- _Assigned task_: Lines that contain "types": how many are there in the listing below? Answer with a number and nothing more.

- _Records for this exercise_:
------------------------

// Copyright lowRISC contributors.
// Licensed under the Apache License, Version 2.0, see LICENSE for details.
// SPDX-License-Identifier: Apache-2.0

//! Provides the [`Write`] trait, analogous to [`std::io::Write`].

use core::mem;

use static_assertions::assert_obj_safe;

use crate::io;
use crate::io::endian::Endianness;
use crate::io::endian::Primitive;

/// Represents a place that bytes can be written to, such as a `&mut [u8]`.
///
/// Bytes go in stream order; whatever error the sink reports is passed
/// through to callers unchanged.
///
/// # Relation with [`std::io::Write`]
/// [`std::io::Write`] provides approximately a superset of `Write`, with
/// more detailed errors. [`StdWrite`] provides an implementation of
/// `Write` in terms of [`std::io::Write`].
pub trait Write {
    /// Attempt to write `buf` exactly to `self`.
    ///
    /// This function does not perform partial writes: it will either block
    /// until completion or return an error.
    fn write_bytes(&mut self, buf: &[u8]) -> Result<(), io::Error>;

    /// Writes a fixed-width value in the given byte order.
    ///
    /// # Note
    /// Do not implement this function yourself. Callers are not required to
    /// call it in order to actually perform a write, so whether or not it is
    /// called is an implementation detail.
    #[inline]
    fn write_endian<P: Primitive>(
        &mut self,
        val: P,
        endianness: Endianness,
    ) -> Result<(), io::Error>
    where
        Self: Sized,
    {
        val.write_to(self, endianness)
    }
}

assert_obj_safe!(Write);

impl<W: Write + ?Sized> Write for &'_ mut W {
    #[inline]
    fn write_bytes(&mut self, buf: &[u8]) -> Result<(), io::Error> {
        W::write_bytes(*self, buf)
    }
}

impl Write for &'_ mut [u8] {
    fn write_bytes(&mut self, buf: &[u8]) -> Result<(), io::Error> {
        let n = buf.len();
        if self.len() < n {
            return Err(io::Error::BufferExhausted);
        }

        let (dest, rest) = mem::replace(self, &mut []).split_at_mut(n);
        dest.copy_from_slice(buf);
        *self = rest;
        Ok(())
    }
}

#[cfg(feature = "std")]
impl Write for Vec<u8> {
    #[inline]
    fn write_bytes(&mut self, buf: &[u8]) -> Result<(), io::Error> {
        self.extend_from_slice(buf);
        Ok(())
    }
}

// This allows us to refer to types via the `binio` prefix in the
// doc comments below, which is useful for clarity between `std` and
// `binio` IO traits.
#[cfg(doc)]
use crate as binio;

/// Converts a [`std::io::Write`] into a [`binio::io::Write`].
///
/// [`binio::io::Write::write_bytes()`] is implemented by simply calling
/// [`std::io::Write::write()`] repeatedly until every byte is written;
/// [`binio::io::Write`] should be implemented directly if possible.
///
/// Any failure of the underlying writer, including a write that accepts zero
/// bytes, is reported as [`io::Error::WriteFailed`].
///
/// This type is provided instead of implementing [`binio::io::Write`]
/// directly for every [`std::io::Write`] due to trait coherence issues
/// involving the blanket impl on `&mut _`.
#[cfg(feature = "std")]
pub struct StdWrite<W>(pub W);

#[cfg(feature = "std")]
impl<W: std::io::Write> Write for StdWrite<W> {
    fn write_bytes(&mut self, mut buf: &[u8]) -> Result<(), io::Error> {
        use std::io::ErrorKind;
        while !buf.is_empty() {
            match self.0.write(buf).map_err(|e| e.kind()) {
                Ok(0) => {
                    warn!("writer accepted zero bytes; {} left", buf.len());
                    return Err(io::Error::WriteFailed);
                }
                Ok(len) => buf = &buf[len..],
                Err(ErrorKind::Interrupted) => continue,
                Err(_kind) => {
                    warn!("underlying write failed: {:?}", _kind);
                    return Err(io::Error::WriteFailed);
                }
            }
        }
        Ok(())
    }
}

#[cfg(test)]
mod test {
    use super::*;
    use crate::io::Read;

    #[test]
    fn read_and_write_bytes() {
        let mut buf = [0; 6];
        let mut bytes = &mut buf[..];
        bytes.write_bytes(b"Wo").unwrap();
        bytes.write_bytes(b"r").unwrap();
        assert_eq!(bytes.len(), 3);
        bytes.write_endian::<u16>(0x6c64, Endianness::Big).unwrap();
        assert_eq!(bytes.len(), 1);
        assert_eq!(bytes.write_bytes(b"!!"), Err(io::Error::BufferExhausted));
        bytes.write_endian::<u8>(b'!', Endianness::Big).unwrap();
        assert_eq!(bytes.len(), 0);
        assert_eq!(&buf, b"World!");

        let mut bytes = &buf[..];
        assert_eq!(
            bytes.read_endian::<u32>(Endianness::Little).unwrap(),
            0x6c726f57
        );
    }

    #[test]
    #[cfg(feature = "std")]
    fn vec() {
        let mut buf = Vec::new();
        buf.write_endian::<u32>(0x04030201, Endianness::Little).unwrap();
        buf.write_endian::<u16>(0x0506, Endianness::Big).unwrap();
        assert_eq!(buf, [1, 2, 3, 4, 5, 6]);
    }

    #[test]
    #[cfg(feature = "std")]
    fn std_write() {
        let mut buf = [0; 4];
        let mut std_write = StdWrite(&mut buf[..]);
        std_write
            .write_endian::<u32>(0x04030201, Endianness::Little)
            .unwrap();
        assert_eq!(buf, [1, 2, 3, 4]);
    }

    #[test]
    #[cfg(feature = "std")]
    fn std_write_full() {
        let mut buf = [0; 2];
        let mut std_write = StdWrite(&mut buf[..]);
        assert_eq!(
            std_write.write_bytes(&[1, 2, 3]),
            Err(io::Error::WriteFailed)
        );
    }
}
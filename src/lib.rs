// Copyright lowRISC contributors.
// Licensed under the Apache License, Version 2.0, see LICENSE for details.
// SPDX-License-Identifier: Apache-2.0

//! `binio` is a small toolkit for working with binary data formats.
//!
//! It provides four loosely-coupled pieces:
//! - [`bits`], for pulling individual bits out of a byte in either bit order.
//! - [`swap`], for reversing the byte order of fixed-width integers and
//!   floats.
//! - [`io`], for reading and writing fixed-width values in a chosen byte
//!   order over abstract byte sources and sinks.
//! - [`bom`], a catalog of text-encoding byte-order marks, along with an
//!   unambiguous detector for them.
//!
//! `binio` does not perform any text decoding; [`bom`] only identifies which
//! encoding a stream claims to be in.
//!
//! Like [`std::io`], the [`io`] traits here represent sequential byte
//! streams, but they are usable in `no_std` environments; adapters for the
//! standard library types are available behind the `std` feature.
//!
//! [`std::io`]: https://doc.rust-lang.org/std/io/index.html

#![cfg_attr(not(any(test, feature = "std")), no_std)]
#![deny(missing_docs)]
#![deny(warnings)]
#![deny(unused)]
#![deny(unsafe_code)]

#[macro_use]
mod debug;

pub mod bits;
pub mod bom;
pub mod io;
pub mod swap;
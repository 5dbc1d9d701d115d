// Copyright lowRISC contributors.
// Licensed under the Apache License, Version 2.0, see LICENSE for details.
// SPDX-License-Identifier: Apache-2.0

//! Byte-order reversal for fixed-width values.
//!
//! All functions in this module are pure and total. Floating-point values are
//! swapped by way of their IEEE 754 bit pattern, so NaN payloads and
//! infinities survive untouched. Signed values are swapped by way of their
//! two's complement bit pattern: the sign bit travels with its byte.

const MASK0: u64 = 0xff << (0 * 8);
const MASK1: u64 = 0xff << (1 * 8);
const MASK2: u64 = 0xff << (2 * 8);
const MASK3: u64 = 0xff << (3 * 8);
const MASK4: u64 = 0xff << (4 * 8);
const MASK5: u64 = 0xff << (5 * 8);
const MASK6: u64 = 0xff << (6 * 8);
const MASK7: u64 = 0xff << (7 * 8);

/// Reverses the two bytes of `x`.
#[inline]
pub const fn swap16(x: u16) -> u16 {
    x << 8 | x >> 8
}

/// Reverses the four bytes of `x`.
#[inline]
pub const fn swap32(x: u32) -> u32 {
    x << (3 * 8)
        | x << 8 & MASK2 as u32
        | x >> 8 & MASK1 as u32
        | x >> (3 * 8)
}

/// Reverses the eight bytes of `x`.
#[inline]
pub const fn swap64(x: u64) -> u64 {
    x << (7 * 8) & MASK7
        | x << (5 * 8) & MASK6
        | x << (3 * 8) & MASK5
        | x << 8 & MASK4
        | x >> 8 & MASK3
        | x >> (3 * 8) & MASK2
        | x >> (5 * 8) & MASK1
        | x >> (7 * 8) & MASK0
}

/// Reverses the bytes of the bit pattern of `x`.
#[inline]
pub const fn swap_f32(x: f32) -> f32 {
    f32::from_bits(swap32(x.to_bits()))
}

/// Reverses the bytes of the bit pattern of `x`.
#[inline]
pub const fn swap_f64(x: f64) -> f64 {
    f64::from_bits(swap64(x.to_bits()))
}

/// Reverses the bytes of `x` if `condition` holds; otherwise, returns `x`
/// unchanged.
///
/// [`io::EndianReader`] and [`io::EndianWriter`] use this with the condition
/// "the requested byte order is not the native one".
///
/// [`io::EndianReader`]: ../io/struct.EndianReader.html
/// [`io::EndianWriter`]: ../io/struct.EndianWriter.html
#[inline]
pub fn swap_if<T: ByteSwap>(x: T, condition: bool) -> T {
    if condition {
        x.swap()
    } else {
        x
    }
}

/// A fixed-width value whose byte order can be reversed.
///
/// For every implementation, `x.swap().swap()` must be bit-identical to `x`.
pub trait ByteSwap: Sized + Copy {
    /// Returns `self` with its byte order reversed.
    fn swap(self) -> Self;
}

impl ByteSwap for u8 {
    #[inline]
    fn swap(self) -> Self {
        self
    }
}

impl ByteSwap for i8 {
    #[inline]
    fn swap(self) -> Self {
        self
    }
}

impl ByteSwap for bool {
    #[inline]
    fn swap(self) -> Self {
        self
    }
}

macro_rules! byte_swap {
    ($($ty:ty => $unsigned:ty, $swap:ident;)*) => {$(
        impl ByteSwap for $ty {
            #[inline]
            fn swap(self) -> Self {
                $swap(self as $unsigned) as $ty
            }
        }
    )*}
}

byte_swap! {
    u16 => u16, swap16;
    i16 => u16, swap16;
    u32 => u32, swap32;
    i32 => u32, swap32;
    u64 => u64, swap64;
    i64 => u64, swap64;
}

impl ByteSwap for f32 {
    #[inline]
    fn swap(self) -> Self {
        swap_f32(self)
    }
}

impl ByteSwap for f64 {
    #[inline]
    fn swap(self) -> Self {
        swap_f64(self)
    }
}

------------------------

- _Response_: 2